If you see a red bar, it represents your connection to the other player and visa-versa. Either one of you could have a bad connection, or you could be half-a-world away from eachother, but it represents the speed of transmission from both you to the other player, and from the other player to you.

On a related note, I really need to find out if there’s an active SFIV community near Charlotte, NC.


#13

I think more than anything I’m just getting irritated with the so-called 4/5 bar connections jumping over to me and then it suddenly gets so slow to the point I’m seeing things frame for frame.


#14

they aren’t “yours” they are the connection between you and the other person. so despite your 50mb connection if that person is on the other side of the world… it’s gonna take a while for that packet to travel that far and back.
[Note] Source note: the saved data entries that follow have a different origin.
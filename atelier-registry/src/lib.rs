//! # Atelier Registry
//!
//! The builder membership state machine: who may act, who has asked to join.
//!
//! Two collections back the registry, each an ordered array plus a
//! by-address map kept transactionally consistent:
//!
//! - **Builder directory**: append-only roster of authorized builders
//! - **Join-request queue**: pending applications, removable in O(1) via
//!   swap-and-truncate
//!
//! Both are owned exclusively by [`BuilderRegistry`], which serializes every
//! mutation behind one writer lock so each public operation is atomic.
//!
//! ## Example
//!
//! ```rust
//! use atelier_core::{BuilderAddress, BuilderRecord, RegisteredKey};
//! use atelier_registry::BuilderRegistry;
//!
//! let owner = BuilderAddress::from_array([1; 20]);
//! let registry = BuilderRegistry::new(BuilderRecord::new(owner, RegisteredKey::default()));
//!
//! let applicant = BuilderAddress::from_array([2; 20]);
//! registry.request_join(applicant, RegisteredKey::default()).unwrap();
//! registry.accept_join_request(owner, applicant).unwrap();
//! assert!(registry.is_builder(applicant));
//! ```

#![forbid(unsafe_code)]
#![warn(missing_docs, rust_2018_idioms)]

mod controller;
mod directory;
mod queue;

pub use controller::{BuilderRegistry, RegistryStats};
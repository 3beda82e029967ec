//! # Atelier Core
//!
//! Core types, errors, and traits for the Atelier builder membership registry.
//!
//! This crate provides the foundational building blocks used by all other
//! Atelier crates:
//!
//! - **Types**: Domain models for builder addresses, registered keys, builder
//!   records, and join requests
//! - **Errors**: One error taxonomy covering registry rejections and
//!   collaborator failures
//! - **Constants**: Key sizes and retry bounds
//! - **Traits**: The content-storage collaborator seam
//!
//! ## Example
//!
//! ```rust
//! use atelier_core::{BuilderAddress, BuilderRecord, RegisteredKey};
//!
//! let address: BuilderAddress = "0x7e5f4552091a69125d5dfcb7b8c2659029395bdf"
//!     .parse()
//!     .unwrap();
//! let record = BuilderRecord::new(address, RegisteredKey::default());
//! assert_eq!(record.address, address);
//! ```

#![forbid(unsafe_code)]
#![warn(missing_docs, rust_2018_idioms, clippy::all)]

pub mod constants;
pub mod error;
pub mod traits;
pub mod types;

// Re-export commonly used items at crate root
pub use constants::*;
pub use error::{AtelierError, Result};
pub use traits::*;
pub use types::*;
impl ContentStorage {
    /// Creates a new storage client with the given config.
    pub fn with_config(config: StorageConfig) -> Self {
        let http_client = reqwest::Client::builder()
            .timeout(Duration::from_secs(config.timeout_secs))
            .build()
            .expect("failed to create HTTP client");

        Self {
            config,
            http_client,
        }
    }

    /// Uploads data to the storage API.
    ///
    /// Requires a configured token. Never retried: an upload failure is
    /// reported immediately as `UploadFailed`.
    #[instrument(skip(self, data), fields(len = data.len()))]
    pub async fn upload(&self, data: &[u8]) -> Result<String> {
        let token = self
            .config
            .token
            .as_ref()
            .ok_or_else(|| AtelierError::ConfigError("storage token not configured".into()))?;

        let file_part = reqwest::multipart::Part::bytes(data.to_vec())
            .file_name("atelier-artifact.bin")
            .mime_str("application/octet-stream")
            .map_err(|e| AtelierError::UploadFailed(e.to_string()))?;
        let form = reqwest::multipart::Form::new().part("file", file_part);

        let base = self.config.api_url.trim_end_matches('/');
        let response = self
            .http_client
            .post(format!("{base}/upload"))
            .header("Authorization", format!("Bearer {token}"))
            .multipart(form)
            .send()
            .await
            .map_err(|e| AtelierError::UploadFailed(e.to_string()))?;

        if !response.status().is_success() {
            let status = response.status();
            let text = response.text().await.unwrap_or_default();
            return Err(AtelierError::UploadFailed(format!(
                "upload failed with status {status}: {text}"
            )));
        }

        let json: UploadResponse = response
            .json()
            .await
            .map_err(|e| AtelierError::UploadFailed(e.to_string()))?;

        debug!(cid = %json.cid, "uploaded to storage");
        Ok(json.cid)
    }

    /// Downloads content by CID through the gateway.
    ///
    /// Transient read-timeouts are retried up to the configured bound with a
    /// fixed delay between attempts; anything else fails immediately.
    #[instrument(skip(self))]
    pub async fn download(&self, cid: &str) -> Result<Vec<u8>> {
        self.validate_cid(cid)?;

        let base = self.config.gateway_url.trim_end_matches('/');
        let url = format!("{base}/ipfs/{cid}");

        let mut attempt = 0;
        loop {
            attempt += 1;
            match self.http_client.get(&url).send().await {
                Ok(response) => {
                    if !response.status().is_success() {
                        return Err(AtelierError::DownloadFailed {
                            cid: cid.to_string(),
                            reason: format!("HTTP {}", response.status()),
                        });
                    }

                    debug!(cid, attempt, "downloaded from gateway");
                    return response
                        .bytes()
                        .await
                        .map(|b| b.to_vec())
                        .map_err(|e| AtelierError::HttpError(e.to_string()));
                }
                Err(err) if err.is_timeout() && attempt < self.config.retry_attempts => {
                    warn!(cid, attempt, "read timeout, retrying");
                    tokio::time::sleep(Duration::from_secs(self.config.retry_delay_secs)).await;
                }
                Err(err) => {
                    return Err(AtelierError::DownloadFailed {
                        cid: cid.to_string(),
                        reason: err.to_string(),
                    })
                }
            }
        }
    }

    /// Downloads content, optionally decrypting it and persisting it.
    ///
    /// If `secret` is supplied the retrieved bytes are decrypted before
    /// being returned; if `output_path` is supplied the (decrypted) bytes
    /// are also written there.
    #[instrument(skip(self, secret), fields(persist = output_path.is_some()))]
    pub async fn download_to(
        &self,
        cid: &str,
        output_path: Option<&Path>,
        secret: Option<&[u8; CONTENT_SECRET_SIZE]>,
    ) -> Result<Vec<u8>> {
        let mut content = self.download(cid).await?;

        if let Some(secret) = secret {
            content = decrypt_bytes(&content, secret)?;
        }

        if let Some(path) = output_path {
            tokio::fs::write(path, &content).await?;
            debug!(cid, path = %path.display(), "content persisted");
        }

        Ok(content)
    }

    pub(crate) fn validate_cid(&self, cid: &str) -> Result<()> {
        if cid.is_empty() {
            return Err(AtelierError::InvalidCid("CID cannot be empty".into()));
        }

        if cid.starts_with("Qm") {
            if cid.len() != 46 {
                return Err(AtelierError::InvalidCid(format!(
                    "invalid CIDv0 length: expected 46, got {}",
                    cid.len()
                )));
            }
        } else if cid.starts_with("bafy") || cid.starts_with("bafk") {
            if cid.len() < 50 {
                return Err(AtelierError::InvalidCid(format!(
                    "CIDv1 too short: {}",
                    cid.len()
                )));
            }
        } else if !cid.chars().all(|c| c.is_ascii_alphanumeric()) {
            return Err(AtelierError::InvalidCid(
                "CID contains invalid characters".into(),
            ));
        }

        Ok(())
    }
}

#[async_trait]
impl ContentStore for ContentStorage {
    async fn upload(&self, data: &[u8]) -> Result<String> {
        ContentStorage::upload(self, data).await
    }

    async fn download(&self, cid: &str) -> Result<Vec<u8>> {
        ContentStorage::download(self, cid).await
    }
}

#[derive(Debug, Deserialize)]
struct UploadResponse {
    cid: String,
}

#[cfg(test)]
mod tests {
    use super::*;
    use crate::crypt::encrypt_bytes;
    use wiremock::matchers::{method, path};
    use wiremock::{Mock, MockServer, ResponseTemplate};

    const TEST_CID: &str = "QmYwAPJzv5CZsnA625s3Xf2nemtYgPpHdWEz79ojWnPbdG";

    fn test_config() -> StorageConfig {
        StorageConfig::new("https://api.example.com", "https://gateway.example.com")
    }

    fn fast_retry_client(server: &MockServer) -> ContentStorage {
        let mut config = StorageConfig::new(server.uri(), server.uri());
        config.timeout_secs = 1;
        config.retry_delay_secs = 0;
        ContentStorage::with_config(config)
    }

    #[test]
    fn test_validate_cid_v0() {
        let client = ContentStorage::with_config(test_config());
        assert!(client.validate_cid(TEST_CID).is_ok());
        assert!(client.validate_cid("QmInvalid").is_err());
    }

    #[test]
    fn test_validate_cid_v1() {
        let client = ContentStorage::with_config(test_config());
        assert!(client
            .validate_cid("bafybeigdyrzt5sfp7udm7hu76uh7y26nf3efuylqabf3oclgtqy55fbzdi")
            .is_ok());
    }

    #[test]
    fn test_validate_cid_empty() {
        let client = ContentStorage::with_config(test_config());
        assert!(client.validate_cid("").is_err());
    }

    #[test]
    fn test_config_from_builder() {
        let config = test_config().with_token("secret_token");
        assert_eq!(config.token, Some("secret_token".into()));
        assert_eq!(config.retry_attempts, DOWNLOAD_RETRY_ATTEMPTS);
        assert_eq!(config.retry_delay_secs, DOWNLOAD_RETRY_DELAY_SECS);
    }

    #[tokio::test]
    async fn test_upload_returns_cid() {
        let server = MockServer::start().await;
        Mock::given(method("POST"))
            .and(path("/upload"))
            .respond_with(
                ResponseTemplate::new(200).set_body_json(serde_json::json!({ "cid": TEST_CID })),
            )
            .mount(&server)
            .await;

        let config = StorageConfig::new(server.uri(), server.uri()).with_token("token");
        let client = ContentStorage::with_config(config);

        let cid = client.upload(b"artifact bytes").await.unwrap();
        assert_eq!(cid, TEST_CID);
    }

    #[tokio::test]
    async fn test_upload_without_token_is_config_error() {
        let client = ContentStorage::with_config(test_config());
        let result = client.upload(b"bytes").await;
        assert!(matches!(result, Err(AtelierError::ConfigError(_))));
    }

    #[tokio::test]
    async fn test_upload_failure_is_not_retried() {
        let server = MockServer::start().await;
        Mock::given(method("POST"))
            .and(path("/upload"))
            .respond_with(ResponseTemplate::new(401))
            .expect(1)
            .mount(&server)
            .await;

        let config = StorageConfig::new(server.uri(), server.uri()).with_token("bad");
        let client = ContentStorage::with_config(config);

        let result = client.upload(b"bytes").await;
        assert!(matches!(result, Err(AtelierError::UploadFailed(_))));
    }

    #[tokio::test]
    async fn test_download_returns_bytes() {
        let server = MockServer::start().await;
        Mock::given(method("GET"))
            .and(path(format!("/ipfs/{TEST_CID}")))
            .respond_with(ResponseTemplate::new(200).set_body_bytes(b"stored bytes".to_vec()))
            .mount(&server)
            .await;

        let client = fast_retry_client(&server);
        let bytes = client.download(TEST_CID).await.unwrap();
        assert_eq!(bytes, b"stored bytes");
    }

    #[tokio::test]
    async fn test_download_retries_timeouts_then_succeeds() {
        let server = MockServer::start().await;

        // first two attempts exceed the 1s client timeout, third responds
        Mock::given(method("GET"))
            .and(path(format!("/ipfs/{TEST_CID}")))
            .respond_with(
                ResponseTemplate::new(200)
                    .set_body_bytes(b"slow".to_vec())
                    .set_delay(Duration::from_secs(5)),
            )
            .up_to_n_times(2)
            .mount(&server)
            .await;
        Mock::given(method("GET"))
            .and(path(format!("/ipfs/{TEST_CID}")))
            .respond_with(ResponseTemplate::new(200).set_body_bytes(b"recovered".to_vec()))
            .mount(&server)
            .await;

        let client = fast_retry_client(&server);
        let bytes = client.download(TEST_CID).await.unwrap();
        assert_eq!(bytes, b"recovered");
    }

    #[tokio::test]
    async fn test_download_gives_up_after_bounded_retries() {
        let server = MockServer::start().await;
        Mock::given(method("GET"))
            .and(path(format!("/ipfs/{TEST_CID}")))
            .respond_with(
                ResponseTemplate::new(200)
                    .set_body_bytes(b"never".to_vec())
                    .set_delay(Duration::from_secs(5)),
            )
            .mount(&server)
            .await;

        let mut config = StorageConfig::new(server.uri(), server.uri());
        config.timeout_secs = 1;
        config.retry_delay_secs = 0;
        config.retry_attempts = 2;
        let client = ContentStorage::with_config(config);

        let result = client.download(TEST_CID).await;
        assert!(matches!(result, Err(AtelierError::DownloadFailed { .. })));
    }

    #[tokio::test]
    async fn test_download_http_error_is_terminal() {
        let server = MockServer::start().await;
        Mock::given(method("GET"))
            .and(path(format!("/ipfs/{TEST_CID}")))
            .respond_with(ResponseTemplate::new(404))
            .expect(1)
            .mount(&server)
            .await;

        let client = fast_retry_client(&server);
        let result = client.download(TEST_CID).await;
        match result {
            Err(AtelierError::DownloadFailed { cid, reason }) => {
                assert_eq!(cid, TEST_CID);
                assert!(reason.contains("404"));
            }
            other => panic!("expected DownloadFailed, got {other:?}"),
        }
    }

    #[tokio::test]
    async fn test_download_to_decrypts_and_persists() {
        let secret = [3u8; CONTENT_SECRET_SIZE];
        let encrypted = encrypt_bytes(b"private artifact", &secret).unwrap();

        let server = MockServer::start().await;
        Mock::given(method("GET"))
            .and(path(format!("/ipfs/{TEST_CID}")))
            .respond_with(ResponseTemplate::new(200).set_body_bytes(encrypted))
            .mount(&server)
            .await;

        let dir = tempfile::tempdir().unwrap();
        let out = dir.path().join("artifact.bin");

        let client = fast_retry_client(&server);
        let bytes = client
            .download_to(TEST_CID, Some(&out), Some(&secret))
            .await
            .unwrap();

        assert_eq!(bytes, b"private artifact");
        assert_eq!(std::fs::read(&out).unwrap(), b"private artifact");
    }

    #[tokio::test]
    async fn test_download_rejects_invalid_cid() {
        let client = ContentStorage::with_config(test_config());
        let result = client.download("not a cid").await;
        assert!(matches!(result, Err(AtelierError::InvalidCid(_))));
    }
}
so yeah, it’s not yours or his connection, it’s the connection between the 2 of you.

a couple things to try: port forwarding to your ps3. placing your ps3 in a DMZ. also check your cables/internal network for packet loss, you might have 50mbps download but if your cable is damaged or there is a lot of electronic interference then it could be degrading your networks capabilities on the internal side. there are literally hundreds of things that could be happening on your end to cause the problem even though your paying for a good amount of bandwidth.


#15

I think there are three possibilities…

if you’re sharing the internet with someone else it happens sometimes… if you’re using windows XP go to start > run > cmd then “ping -t www.google.com” or your favorite site… and if each ping value isn’t consistent then that’s the problem…
for example, if your test values are like
30ms
30ms
60ms
30ms
30ms

then you would see you got 4-5 bar connections but when it becomes to 60ms you’ll see the slow motions…if someone uses the max. bandwidth of your internet speed then the ping values goes up to like 200ms or even higher… (e.g watching youtube lol…)
it still affects like what you said if you d/n stuff for 30-50kb/ sec

if you don’t share but your ping isn’t good. it’s time to call your ISP…

if you don’t have any problem at all, this would happen to your opponent as well…


#16

Thank you for that I shall look into it since it’s really starting to irritate me XD


#17

Also, be careful if you’re using wireless B/G, this will definitely hurt your connection. I hear wireless N is good but I’m not sure. Wired is always the best.

I’ve heard people say how wonderful the GGPO netcode is. Does this mean these issues aren’t as prevalent on GGPO?


#18

I don’t know what GGPO does exactly, but its pretty amazing. I hopped on like 3 weeks ago and played some sf3 for the first time. I proceeded to invite some guy to a match and get destroyed about 20 games in a row…but it was completely lagless. I said in chat that I came from sf4 and played a “pretty pro ken” and he lolled and challenged me to a sf4 match. Shit was so laggy in sf4 it was completely unplayable…some of the worst lag I’ve ever seen. The guy was probably from europe or something, but in the GGPO matches I didn’t feel any lag whatsoever.


#19

someone needs to write up an faq for dummys on how to port forward… i have no idea how to do it cause i dont know jack shit about computers, but it would be great if i the information on how to do it was accessible easily…

my main questions are extremely noob:

whats a port? LOL

how do i get to it?

how do i forward it?

what does forwarding a port do?

LOL yeah. i’m weaksauce at computers.